A disgruntled litigant threw a pair of shoes at Supreme Court President Dorit Beinisch yesterday, one of which hit her in the face, breaking her glasses and injuring her slightly. The assailant, Pini Cohen, 52, of Jerusalem, was immediately arrested.
The incident occurred at about 11:30 A.M., while Beinisch was hearing an unrelated case in the Supreme Court's main courtroom. Cohen entered, sat down and asked the woman sitting next to him whether Beinisch was in fact the presiding justice. When the woman said yes, he took off his shoes and threw them at Beinisch.
As the courtroom guards grabbed him and led him away, he screamed at Beinisch, "you're a corrupt creature of Philip Marcus; the two of you destroyed my life!"
Marcus, a Jerusalem family court judge, had ruled on Cohen's alimony case. Cohen later told police that he threw the shoes to take revenge for that verdict, but regretted having done so.
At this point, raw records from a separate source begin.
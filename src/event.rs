//! Single-threaded event loop feeding a controller.
//!
//! An alternative to running the handlers in interrupt context: interrupts
//! only timestamp their event and push it here, and the main loop dispatches
//! everything to the controller in order.

use heapless::Deque;

use crate::controller::{DrainController, PressOutcome, TickOutcome};
use crate::led::LedBank;
use crate::time::{TimeInstant, TimeSource};

/// A timestamped input to the controller.
#[derive(Debug, Clone, Copy, PartialEq)]
#[cfg_attr(feature = "defmt", derive(defmt::Format))]
pub enum DrainEvent<I> {
    /// Falling edge on the button.
    ButtonEdge(I),
    /// Periodic deadline check.
    Tick(I),
}

impl<I: Copy> DrainEvent<I> {
    /// When the event happened.
    pub fn timestamp(&self) -> I {
        match *self {
            DrainEvent::ButtonEdge(at) | DrainEvent::Tick(at) => at,
        }
    }
}

/// Event queue errors.
#[derive(Debug, Clone, Copy, PartialEq, Eq)]
#[cfg_attr(feature = "defmt", derive(defmt::Format))]
pub enum EventError {
    /// The button queue is full; the edge was not queued.
    ButtonQueueFull,
}

impl core::fmt::Display for EventError {
    fn fmt(&self, f: &mut core::fmt::Formatter<'_>) -> core::fmt::Result {
        match self {
            EventError::ButtonQueueFull => {
                write!(f, "button event queue is full")
            }
        }
    }
}

#[cfg(feature = "std")]
impl std::error::Error for EventError {}

/// Counts of what one [`EventLoop::dispatch`] call did.
#[derive(Debug, Clone, Copy, PartialEq, Eq, Default)]
#[cfg_attr(feature = "defmt", derive(defmt::Format))]
pub struct DispatchReport {
    /// Button edges handled.
    pub edges: usize,
    /// Edges that armed a new cycle.
    pub armed: usize,
    /// Ticks handled.
    pub ticks: usize,
    /// LEDs turned off.
    pub steps: usize,
    /// Cycles that ended with the last LED turning off.
    pub cycles_completed: usize,
}

/// Two bounded input queues, one for button edges and one for ticks.
///
/// Events come out in timestamp order. A button edge and a tick with the
/// same timestamp yield the edge first, so a press accepted while idle is
/// always seen before the next deadline check.
///
/// # Type Parameters
/// * `I` - Time instant type
/// * `N` - Capacity of each queue
pub struct EventLoop<I, const N: usize> {
    buttons: Deque<I, N>,
    ticks: Deque<I, N>,
    dropped_ticks: usize,
}

impl<I: TimeInstant, const N: usize> EventLoop<I, N> {
    /// Creates an empty event loop.
    pub const fn new() -> Self {
        Self {
            buttons: Deque::new(),
            ticks: Deque::new(),
            dropped_ticks: 0,
        }
    }

    /// Queues a button edge.
    ///
    /// # Errors
    /// [`EventError::ButtonQueueFull`] if the button queue has no room.
    pub fn push_button_edge(&mut self, at: I) -> Result<(), EventError> {
        self.buttons
            .push_back(at)
            .map_err(|_| EventError::ButtonQueueFull)
    }

    /// Queues a tick. Never fails.
    ///
    /// When the tick queue is full the oldest tick is discarded. The deadline
    /// check is level-triggered, so the newer tick performs any step the
    /// discarded one would have.
    pub fn push_tick(&mut self, at: I) {
        if self.ticks.is_full() {
            self.ticks.pop_front();
            self.dropped_ticks += 1;
        }
        let _ = self.ticks.push_back(at);
    }

    /// Pops the earliest pending event.
    pub fn next_event(&mut self) -> Option<DrainEvent<I>> {
        let take_button = match (self.buttons.front(), self.ticks.front()) {
            (Some(edge), Some(tick)) => edge <= tick,
            (Some(_), None) => true,
            (None, Some(_)) => false,
            (None, None) => return None,
        };

        if take_button {
            self.buttons.pop_front().map(DrainEvent::ButtonEdge)
        } else {
            self.ticks.pop_front().map(DrainEvent::Tick)
        }
    }

    /// Feeds every pending event to `controller`.
    pub fn dispatch<L, T>(&mut self, controller: &mut DrainController<I, L, T>) -> DispatchReport
    where
        L: LedBank,
        T: TimeSource<I>,
    {
        let mut report = DispatchReport::default();

        while let Some(event) = self.next_event() {
            match event {
                DrainEvent::ButtonEdge(at) => {
                    report.edges += 1;
                    if controller.on_button_edge_at(at) == PressOutcome::Armed {
                        report.armed += 1;
                    }
                }
                DrainEvent::Tick(at) => {
                    report.ticks += 1;
                    if let TickOutcome::Advanced(step) = controller.on_tick_at(at) {
                        report.steps += 1;
                        if step.finished {
                            report.cycles_completed += 1;
                        }
                    }
                }
            }
        }

        report
    }

    /// Number of queued events.
    pub fn len(&self) -> usize {
        self.buttons.len() + self.ticks.len()
    }

    /// Returns true if nothing is queued.
    pub fn is_empty(&self) -> bool {
        self.buttons.is_empty() && self.ticks.is_empty()
    }

    /// Total ticks discarded because the tick queue was full.
    pub fn dropped_ticks(&self) -> usize {
        self.dropped_ticks
    }
}

impl<I: TimeInstant, const N: usize> Default for EventLoop<I, N> {
    fn default() -> Self {
        Self::new()
    }
}

#[cfg(test)]
mod tests {
    use super::*;
    use crate::time::TimeDuration;
    extern crate std;
    use std::format;

    #[derive(Debug, Clone, Copy, PartialEq, PartialOrd)]
    struct Micros(u64);

    impl TimeDuration for Micros {
        const ZERO: Self = Micros(0);

        fn as_micros(&self) -> u64 {
            self.0
        }

        fn from_micros(micros: u64) -> Self {
            Micros(micros)
        }
    }

    #[derive(Debug, Clone, Copy, PartialEq, PartialOrd)]
    struct At(u64);

    impl TimeInstant for At {
        type Duration = Micros;

        fn duration_since(&self, earlier: Self) -> Micros {
            Micros(self.0.saturating_sub(earlier.0))
        }

        fn checked_add(self, duration: Micros) -> Option<Self> {
            self.0.checked_add(duration.0).map(At)
        }
    }

    #[test]
    fn events_merge_in_timestamp_order() {
        let mut events = EventLoop::<At, 4>::new();
        events.push_tick(At(10));
        events.push_tick(At(30));
        events.push_button_edge(At(20)).unwrap();

        assert_eq!(events.next_event(), Some(DrainEvent::Tick(At(10))));
        assert_eq!(events.next_event(), Some(DrainEvent::ButtonEdge(At(20))));
        assert_eq!(events.next_event(), Some(DrainEvent::Tick(At(30))));
        assert_eq!(events.next_event(), None);
    }

    #[test]
    fn button_wins_timestamp_ties() {
        let mut events = EventLoop::<At, 4>::new();
        events.push_tick(At(5));
        events.push_button_edge(At(5)).unwrap();

        assert_eq!(events.next_event(), Some(DrainEvent::ButtonEdge(At(5))));
        assert_eq!(events.next_event(), Some(DrainEvent::Tick(At(5))));
    }

    #[test]
    fn full_button_queue_is_an_error() {
        let mut events = EventLoop::<At, 2>::new();
        events.push_button_edge(At(1)).unwrap();
        events.push_button_edge(At(2)).unwrap();

        assert_eq!(
            events.push_button_edge(At(3)),
            Err(EventError::ButtonQueueFull)
        );
        assert_eq!(events.len(), 2);
    }

    #[test]
    fn full_tick_queue_drops_oldest() {
        let mut events = EventLoop::<At, 2>::new();
        events.push_tick(At(1));
        events.push_tick(At(2));
        events.push_tick(At(3));

        assert_eq!(events.dropped_ticks(), 1);
        assert_eq!(events.next_event(), Some(DrainEvent::Tick(At(2))));
        assert_eq!(events.next_event(), Some(DrainEvent::Tick(At(3))));
        assert!(events.is_empty());
    }

    #[test]
    fn error_display() {
        assert_eq!(
            format!("{}", EventError::ButtonQueueFull),
            "button event queue is full"
        );
    }

    #[test]
    fn timestamp_reads_either_variant() {
        assert_eq!(DrainEvent::ButtonEdge(At(7)).timestamp(), At(7));
        assert_eq!(DrainEvent::Tick(At(9)).timestamp(), At(9));
    }
}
Beinisch herself had no connection to the case in question, but was apparently targeted because of her position as head of the judiciary.
Beinisch was immediately taken out of the room and given first aid, and the hearing was suspended for about an hour and a half. She then returned to the courtroom to finish hearing her case, and was greeted with applause upon entering. Her husband, Yehezkell Beinisch, later said that she was fine.
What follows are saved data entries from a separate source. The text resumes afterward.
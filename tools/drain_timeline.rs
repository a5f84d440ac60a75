//! Drain timeline simulator for led-drain
//!
//! Simulates a single button press and prints when each LED turns off,
//! once with the default 100 ms poll cadence and once with the legacy
//! cadence tied to the step interval. The "late" column shows how far each
//! step landed past its deadline.
//!
//! Usage:
//!   cd tools
//!   cargo run --bin drain_timeline [press_ms]

mod time_wrapper;

use std::cell::Cell;

use led_drain::{
    DrainController, DrainPhase, EventLoop, RgbLed, RgbLedBank, Srgb, TimeDuration, TimeInstant,
    TimeSource, Timing,
};
use time_wrapper::EmbassyInstant;

const DEFAULT_PRESS_MS: u64 = 1_234;

/// Simulated clock, moved forward by the tick loop
struct SimClock(Cell<EmbassyInstant>);

impl TimeSource<EmbassyInstant> for SimClock {
    fn now(&self) -> EmbassyInstant {
        self.0.get()
    }
}

/// RGB LED with no hardware behind it; the bank tracks the color
struct ConsoleLed;

impl RgbLed for ConsoleLed {
    fn set_color(&mut self, _color: Srgb) {}
}

fn describe(color: Srgb) -> &'static str {
    match (color.red > 0.5, color.green > 0.5, color.blue > 0.5) {
        (true, true, true) => "white",
        (false, true, true) => "cyan",
        (false, true, false) => "green",
        (false, false, false) => "off",
        _ => "?",
    }
}

fn simulate(label: &str, timing: Timing, press_ms: u64) {
    let clock = SimClock(Cell::new(EmbassyInstant::from_millis(0)));
    let leds = RgbLedBank::new(ConsoleLed);
    let mut controller: DrainController<EmbassyInstant, _, _> =
        DrainController::with_timing(leds, &clock, timing);
    let mut events = EventLoop::<EmbassyInstant, 4>::new();

    println!(
        "{} (poll every {} ms, step every {} ms)",
        label, timing.poll_interval_ms, timing.sequence_interval_ms
    );

    let press = EmbassyInstant::from_millis(press_ms);
    let mut pressed = false;

    let mut tick_ms = 0;
    while !pressed || controller.phase() != DrainPhase::Idle {
        tick_ms += timing.poll_interval_ms;
        let now = EmbassyInstant::from_millis(tick_ms);
        clock.0.set(now);

        if !pressed && now >= press {
            if let Err(err) = events.push_button_edge(press) {
                eprintln!("{err}");
                return;
            }
            pressed = true;
        }

        let deadline = controller.state().deadline;
        events.push_tick(now);
        let report = events.dispatch(&mut controller);

        if report.armed > 0 {
            println!(
                "  {:>6} ms  pressed            -> {}",
                press_ms,
                describe(controller.leds().current_color())
            );
        }

        if report.steps > 0 {
            let late = deadline
                .map(|deadline| now.duration_since(deadline).as_millis())
                .unwrap_or(0);
            println!(
                "  {:>6} ms  step   late {:>5} ms -> {}",
                now.as_millis(),
                late,
                describe(controller.leds().current_color())
            );
        }
    }

    println!();
}

fn main() {
    let press_ms = std::env::args()
        .nth(1)
        .and_then(|arg| arg.parse().ok())
        .unwrap_or(DEFAULT_PRESS_MS);

    simulate("default", Timing::DEFAULT, press_ms);
    simulate("legacy", Timing::LEGACY, press_ms);
}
Courts Administration Director Moshe Gal said an initial inquiry found that the incident did not stem from any negligence by the courtroom security guards, but security procedures would be reviewed in light of the attack.
Politicians were united in outrage over the attack.
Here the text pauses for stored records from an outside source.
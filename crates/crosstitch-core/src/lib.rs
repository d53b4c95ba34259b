mod error;
pub use error::{Error, IntoError};

pub mod driver;
pub use driver::Driver;

pub mod schema;
pub use schema::Schema;

pub mod stmt;

pub mod transport;
pub use transport::{Headers, Transport};

/// A Result type alias that uses Crosstitch's [`Error`] type.
pub type Result<T> = core::result::Result<T, Error>;

pub use async_trait::async_trait;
President Shimon Peres telephoned Beinisch from Berlin.
"I'm concerneded for your welfare," he said. "The attack on you was an attack on a sacred institution of the State of Israel, and we must not ignore it. Be strong. My heart is with you. And take care of yourself."
Prime Minister Benjamin Netanyahu called her from Poland, saying such a "crime ... ought to be inconceivable."
Knesset Speaker Reuven Rivlin (Likud) declared, "faced with such a lawless crossing of a red line, we must not hesitate. Even when upset, or [conducting] a legitimate debate, it is important to zealously guard all of the State of Israel's symbols of government, including the judiciary - because we have only one democracy."
Public Security Minister Yitzhak Aharonovitch (Yisrael Beiteinu) said that "violence in an Israeli courtroom is unacceptable," while Knesset Constitution Committee chairman David Rotem (Yisrael Beiteinu) termed it an assault against the judicial system and the state as a whole.
Finance Minister Yuval Steinitz (Likud) said that "violence and hooliganism threaten Israeli society, but violence against judges is seven times more dangerous, because it undermines Israel's democratic character."
But Labor MKs Eitan Cabel and Shelly Yachimovich charged that ultimate responsibility for the attack lay with the MKs and ministers who have criticized the court in recent years.
"All those who flung mud at the Supreme Court in the Knesset and the cabinet bear responsibility for shoes being thrown at the Supreme Court president," Cabel said.
The attack, Yachimovich added, should serve as "a warning to senior politicians who smear and delegitimize the Supreme Court."